### Work instruction
From the entries, copy each line that includes "slice".

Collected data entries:
'''

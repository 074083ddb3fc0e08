use std::fmt;

#[derive(Debug, Clone, PartialEq, Eq)]
pub enum Error {
    InsufficientData { need: usize, have: usize },
    MalformedRecord { need: usize, have: usize },
}

impl fmt::Display for Error {
    fn fmt(&self, f: &mut fmt::Formatter<'_>) -> fmt::Result {
        match self {
            Error::InsufficientData { need, have } => {
                write!(f, "insufficient data: need {} bytes, have {}", need, have)
            }
            Error::MalformedRecord { need, have } => {
                write!(f, "malformed record: need {} bytes, have {}", need, have)
            }
        }
    }
}

impl std::error::Error for Error {}
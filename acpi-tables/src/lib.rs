pub mod apic;
pub mod dmar;
pub mod error;

pub use self::error::Error;

use bytes::Bytes;

pub(crate) trait StructureSet: Sized {
    const HEADER_LEN: usize;

    fn read_header(header: &mut Bytes) -> (u16, usize);

    fn decode(ty: u16, record: &Bytes) -> Result<Self, Error>;
}

pub(crate) fn walk_structures<S: StructureSet>(buf: &Bytes, start: usize) -> Result<Vec<S>, Error> {
    let mut structures = vec![];

    let len = buf.len();
    let mut cursor = start;
    while cursor + 1 < len {
        if len - cursor < S::HEADER_LEN {
            return Err(Error::MalformedRecord {
                need: S::HEADER_LEN,
                have: len - cursor,
            });
        }

        let mut header = buf.slice(cursor..cursor + S::HEADER_LEN);
        let (ty, length) = S::read_header(&mut header);
        if length == 0 {
            break;
        }

        if cursor + length > len {
            return Err(Error::MalformedRecord {
                need: length,
                have: len - cursor,
            });
        }

        let record = buf.slice(cursor..cursor + length);
        structures.push(S::decode(ty, &record)?);

        cursor += length;
    }

    Ok(structures)
}

pub fn hex_string(bytes: &[u8]) -> String {
    bytes.iter().map(|byte| format!("{:02x} ", byte)).collect()
}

'''

### Final answer
        let mut header = buf.slice(cursor..cursor + S::HEADER_LEN);
        let record = buf.slice(cursor..cursor + length);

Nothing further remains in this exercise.